**TASK DETAILS**
Where the records below show a line containing "repository 7f70bd435699a924", start copying; end with the line containing "startup log |", and copy it too.

**EXTRACTED RECORDS**

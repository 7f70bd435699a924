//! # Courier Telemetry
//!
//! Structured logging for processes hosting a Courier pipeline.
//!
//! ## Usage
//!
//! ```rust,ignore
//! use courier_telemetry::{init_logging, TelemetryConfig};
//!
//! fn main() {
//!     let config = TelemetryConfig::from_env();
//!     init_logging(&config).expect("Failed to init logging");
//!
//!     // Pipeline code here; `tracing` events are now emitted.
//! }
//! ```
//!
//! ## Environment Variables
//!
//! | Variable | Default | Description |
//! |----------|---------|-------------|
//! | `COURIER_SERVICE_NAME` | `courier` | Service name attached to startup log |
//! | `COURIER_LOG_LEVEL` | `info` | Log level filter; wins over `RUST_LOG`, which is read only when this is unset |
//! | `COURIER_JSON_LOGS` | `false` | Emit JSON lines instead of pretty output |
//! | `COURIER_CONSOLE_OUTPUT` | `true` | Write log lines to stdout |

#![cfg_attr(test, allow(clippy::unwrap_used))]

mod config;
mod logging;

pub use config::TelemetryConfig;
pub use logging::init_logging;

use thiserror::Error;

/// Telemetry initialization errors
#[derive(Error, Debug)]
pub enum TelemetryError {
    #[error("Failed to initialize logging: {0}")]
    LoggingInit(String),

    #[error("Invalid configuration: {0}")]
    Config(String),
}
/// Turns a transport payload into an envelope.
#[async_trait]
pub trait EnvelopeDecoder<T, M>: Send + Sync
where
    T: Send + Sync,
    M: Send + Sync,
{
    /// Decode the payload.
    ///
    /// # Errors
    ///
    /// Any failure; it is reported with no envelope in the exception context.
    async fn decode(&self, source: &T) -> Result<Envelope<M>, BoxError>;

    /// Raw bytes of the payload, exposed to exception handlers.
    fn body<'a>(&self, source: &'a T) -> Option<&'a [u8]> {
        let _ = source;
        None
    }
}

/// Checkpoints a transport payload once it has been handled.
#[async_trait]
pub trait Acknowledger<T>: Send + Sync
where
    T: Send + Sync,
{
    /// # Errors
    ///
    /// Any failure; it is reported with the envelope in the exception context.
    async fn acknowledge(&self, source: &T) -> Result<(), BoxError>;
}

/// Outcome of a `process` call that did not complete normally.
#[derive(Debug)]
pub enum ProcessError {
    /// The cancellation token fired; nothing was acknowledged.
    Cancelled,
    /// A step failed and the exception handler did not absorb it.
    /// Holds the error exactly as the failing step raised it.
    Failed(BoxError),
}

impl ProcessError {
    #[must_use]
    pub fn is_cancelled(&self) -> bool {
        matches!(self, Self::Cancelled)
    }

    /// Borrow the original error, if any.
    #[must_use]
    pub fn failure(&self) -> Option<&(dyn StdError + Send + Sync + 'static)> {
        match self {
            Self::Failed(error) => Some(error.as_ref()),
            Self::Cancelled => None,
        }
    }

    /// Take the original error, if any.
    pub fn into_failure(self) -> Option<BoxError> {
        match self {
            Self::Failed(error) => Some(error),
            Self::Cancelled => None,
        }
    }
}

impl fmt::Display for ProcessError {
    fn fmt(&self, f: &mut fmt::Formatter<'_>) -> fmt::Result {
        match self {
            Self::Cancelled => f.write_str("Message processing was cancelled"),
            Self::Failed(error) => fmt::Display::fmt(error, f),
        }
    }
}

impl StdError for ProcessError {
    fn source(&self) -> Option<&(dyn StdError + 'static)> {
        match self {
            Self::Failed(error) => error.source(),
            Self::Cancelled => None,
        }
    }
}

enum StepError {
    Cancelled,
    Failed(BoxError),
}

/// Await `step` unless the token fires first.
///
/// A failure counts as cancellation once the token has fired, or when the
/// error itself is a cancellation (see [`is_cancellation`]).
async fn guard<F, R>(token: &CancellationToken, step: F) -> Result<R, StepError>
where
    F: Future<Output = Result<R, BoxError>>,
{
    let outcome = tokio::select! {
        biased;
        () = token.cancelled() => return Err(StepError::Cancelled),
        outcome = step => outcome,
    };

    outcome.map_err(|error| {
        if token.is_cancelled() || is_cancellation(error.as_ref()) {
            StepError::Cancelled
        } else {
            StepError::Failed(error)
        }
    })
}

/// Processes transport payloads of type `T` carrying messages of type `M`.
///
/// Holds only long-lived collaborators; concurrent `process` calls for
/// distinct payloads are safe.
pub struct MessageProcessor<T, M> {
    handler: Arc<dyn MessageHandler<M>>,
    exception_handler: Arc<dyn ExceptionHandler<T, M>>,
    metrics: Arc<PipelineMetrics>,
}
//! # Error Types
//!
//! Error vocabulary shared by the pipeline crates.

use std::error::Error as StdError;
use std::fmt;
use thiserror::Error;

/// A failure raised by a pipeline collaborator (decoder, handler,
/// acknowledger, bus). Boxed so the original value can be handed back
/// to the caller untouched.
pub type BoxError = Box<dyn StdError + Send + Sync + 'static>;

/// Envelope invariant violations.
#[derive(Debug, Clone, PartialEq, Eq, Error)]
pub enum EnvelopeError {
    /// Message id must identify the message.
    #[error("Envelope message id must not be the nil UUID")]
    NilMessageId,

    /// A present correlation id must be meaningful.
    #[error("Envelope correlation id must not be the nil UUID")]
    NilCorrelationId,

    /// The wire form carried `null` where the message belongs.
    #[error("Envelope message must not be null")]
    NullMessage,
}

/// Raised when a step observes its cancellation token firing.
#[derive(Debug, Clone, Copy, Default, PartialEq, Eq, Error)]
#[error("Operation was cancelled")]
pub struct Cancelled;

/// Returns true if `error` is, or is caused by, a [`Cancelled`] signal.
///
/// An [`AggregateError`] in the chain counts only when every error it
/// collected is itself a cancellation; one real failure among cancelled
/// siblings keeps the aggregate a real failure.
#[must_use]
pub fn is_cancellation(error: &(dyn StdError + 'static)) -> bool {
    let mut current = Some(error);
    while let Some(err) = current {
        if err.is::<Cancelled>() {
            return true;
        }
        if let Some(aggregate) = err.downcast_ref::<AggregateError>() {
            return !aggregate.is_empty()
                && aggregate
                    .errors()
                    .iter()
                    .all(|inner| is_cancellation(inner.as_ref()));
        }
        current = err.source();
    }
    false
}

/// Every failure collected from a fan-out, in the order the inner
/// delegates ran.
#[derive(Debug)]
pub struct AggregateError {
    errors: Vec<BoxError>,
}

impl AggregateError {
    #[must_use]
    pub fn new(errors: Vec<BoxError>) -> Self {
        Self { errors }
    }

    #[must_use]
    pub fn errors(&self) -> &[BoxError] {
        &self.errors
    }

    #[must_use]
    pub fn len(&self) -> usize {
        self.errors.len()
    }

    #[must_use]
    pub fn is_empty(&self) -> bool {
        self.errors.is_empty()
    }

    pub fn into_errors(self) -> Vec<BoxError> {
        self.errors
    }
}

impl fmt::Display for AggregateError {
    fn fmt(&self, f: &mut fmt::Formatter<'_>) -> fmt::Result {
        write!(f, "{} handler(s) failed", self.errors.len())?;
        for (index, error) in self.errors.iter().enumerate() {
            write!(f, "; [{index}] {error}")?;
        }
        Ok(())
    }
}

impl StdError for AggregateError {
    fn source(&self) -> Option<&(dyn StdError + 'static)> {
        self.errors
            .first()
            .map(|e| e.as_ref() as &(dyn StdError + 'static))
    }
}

* * *

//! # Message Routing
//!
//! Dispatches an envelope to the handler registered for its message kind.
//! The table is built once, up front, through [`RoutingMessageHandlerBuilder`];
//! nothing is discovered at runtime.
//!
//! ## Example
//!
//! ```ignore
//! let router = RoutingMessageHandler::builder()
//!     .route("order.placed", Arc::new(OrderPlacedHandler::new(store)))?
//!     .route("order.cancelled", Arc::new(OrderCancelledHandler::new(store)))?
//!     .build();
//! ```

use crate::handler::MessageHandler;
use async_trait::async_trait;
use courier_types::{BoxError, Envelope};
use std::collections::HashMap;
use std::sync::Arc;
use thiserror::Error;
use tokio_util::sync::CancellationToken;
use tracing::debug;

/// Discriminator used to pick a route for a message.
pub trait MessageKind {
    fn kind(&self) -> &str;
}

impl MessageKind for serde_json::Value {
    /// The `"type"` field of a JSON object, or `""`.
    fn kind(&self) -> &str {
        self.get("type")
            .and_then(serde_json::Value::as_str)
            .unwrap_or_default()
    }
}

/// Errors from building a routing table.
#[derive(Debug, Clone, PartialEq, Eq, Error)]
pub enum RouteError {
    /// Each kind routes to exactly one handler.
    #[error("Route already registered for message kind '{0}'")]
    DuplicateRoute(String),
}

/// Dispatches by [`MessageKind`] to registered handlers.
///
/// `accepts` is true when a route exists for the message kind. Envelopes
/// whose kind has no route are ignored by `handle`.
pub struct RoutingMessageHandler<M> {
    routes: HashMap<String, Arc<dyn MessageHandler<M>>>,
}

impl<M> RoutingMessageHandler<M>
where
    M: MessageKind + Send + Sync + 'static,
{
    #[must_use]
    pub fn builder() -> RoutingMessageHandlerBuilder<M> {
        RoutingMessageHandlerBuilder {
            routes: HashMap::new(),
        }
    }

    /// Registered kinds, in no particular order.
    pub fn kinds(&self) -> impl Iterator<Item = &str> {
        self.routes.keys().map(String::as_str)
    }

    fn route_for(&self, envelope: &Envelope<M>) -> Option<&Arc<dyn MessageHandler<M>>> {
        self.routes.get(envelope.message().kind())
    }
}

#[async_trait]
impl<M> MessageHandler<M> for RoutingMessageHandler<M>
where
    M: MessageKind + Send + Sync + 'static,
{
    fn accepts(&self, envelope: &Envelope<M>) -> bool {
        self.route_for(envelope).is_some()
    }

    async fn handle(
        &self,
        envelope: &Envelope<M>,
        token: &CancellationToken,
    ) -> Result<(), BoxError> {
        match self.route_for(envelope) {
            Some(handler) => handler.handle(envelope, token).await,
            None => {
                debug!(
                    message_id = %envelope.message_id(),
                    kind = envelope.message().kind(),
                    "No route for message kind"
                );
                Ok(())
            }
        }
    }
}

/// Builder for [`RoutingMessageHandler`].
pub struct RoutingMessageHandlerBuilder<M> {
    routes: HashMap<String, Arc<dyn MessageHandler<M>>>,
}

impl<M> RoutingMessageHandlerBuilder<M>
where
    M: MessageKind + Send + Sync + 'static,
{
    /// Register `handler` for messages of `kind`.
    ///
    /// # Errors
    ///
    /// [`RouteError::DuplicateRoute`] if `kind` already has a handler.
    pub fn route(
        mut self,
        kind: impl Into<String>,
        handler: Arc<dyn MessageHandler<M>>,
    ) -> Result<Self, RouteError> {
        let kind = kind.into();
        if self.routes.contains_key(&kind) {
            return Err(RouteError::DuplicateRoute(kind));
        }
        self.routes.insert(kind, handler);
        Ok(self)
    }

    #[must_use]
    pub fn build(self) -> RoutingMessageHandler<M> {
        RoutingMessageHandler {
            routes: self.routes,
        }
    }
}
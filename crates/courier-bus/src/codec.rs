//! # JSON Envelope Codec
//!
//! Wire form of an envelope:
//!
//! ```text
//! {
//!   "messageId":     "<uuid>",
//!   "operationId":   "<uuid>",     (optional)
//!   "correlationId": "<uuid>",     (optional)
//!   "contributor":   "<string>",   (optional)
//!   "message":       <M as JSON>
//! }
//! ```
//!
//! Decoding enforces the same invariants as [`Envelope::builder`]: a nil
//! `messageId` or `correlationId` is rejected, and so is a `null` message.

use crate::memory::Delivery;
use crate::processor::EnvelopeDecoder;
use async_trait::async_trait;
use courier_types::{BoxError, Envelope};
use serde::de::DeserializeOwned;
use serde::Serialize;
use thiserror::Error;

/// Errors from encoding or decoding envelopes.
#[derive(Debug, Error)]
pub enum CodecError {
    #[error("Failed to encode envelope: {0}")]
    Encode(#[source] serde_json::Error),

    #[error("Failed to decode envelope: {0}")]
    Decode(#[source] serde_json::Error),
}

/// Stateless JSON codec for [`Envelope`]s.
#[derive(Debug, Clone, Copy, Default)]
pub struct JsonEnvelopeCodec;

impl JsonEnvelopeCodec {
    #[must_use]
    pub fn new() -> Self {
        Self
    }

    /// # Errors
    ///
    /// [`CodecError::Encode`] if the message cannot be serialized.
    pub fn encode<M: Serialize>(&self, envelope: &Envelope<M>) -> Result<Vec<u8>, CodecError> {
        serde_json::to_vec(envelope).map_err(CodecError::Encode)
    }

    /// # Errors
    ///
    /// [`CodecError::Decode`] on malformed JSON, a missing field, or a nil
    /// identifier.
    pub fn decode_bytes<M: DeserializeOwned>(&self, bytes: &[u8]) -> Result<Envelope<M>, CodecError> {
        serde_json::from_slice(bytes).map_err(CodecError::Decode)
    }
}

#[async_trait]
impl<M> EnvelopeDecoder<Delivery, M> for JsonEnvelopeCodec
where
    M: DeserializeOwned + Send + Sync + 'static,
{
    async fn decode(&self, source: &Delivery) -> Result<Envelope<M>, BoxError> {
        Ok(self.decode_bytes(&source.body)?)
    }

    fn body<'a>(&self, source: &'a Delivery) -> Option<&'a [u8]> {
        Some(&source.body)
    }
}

**REPLY TO THE TASK**
repository 7f70bd435699a924
//! # Courier Telemetry
//!
//! Structured logging for processes hosting a Courier pipeline.
//!
//! ## Usage
//!
//! ```rust,ignore
//! use courier_telemetry::{init_logging, TelemetryConfig};
//!
//! fn main() {
//!     let config = TelemetryConfig::from_env();
//!     init_logging(&config).expect("Failed to init logging");
//!
//!     // Pipeline code here; `tracing` events are now emitted.
//! }
//! ```
//!
//! ## Environment Variables
//!
//! | Variable | Default | Description |
//! |----------|---------|-------------|
//! | `COURIER_SERVICE_NAME` | `courier` | Service name attached to startup log |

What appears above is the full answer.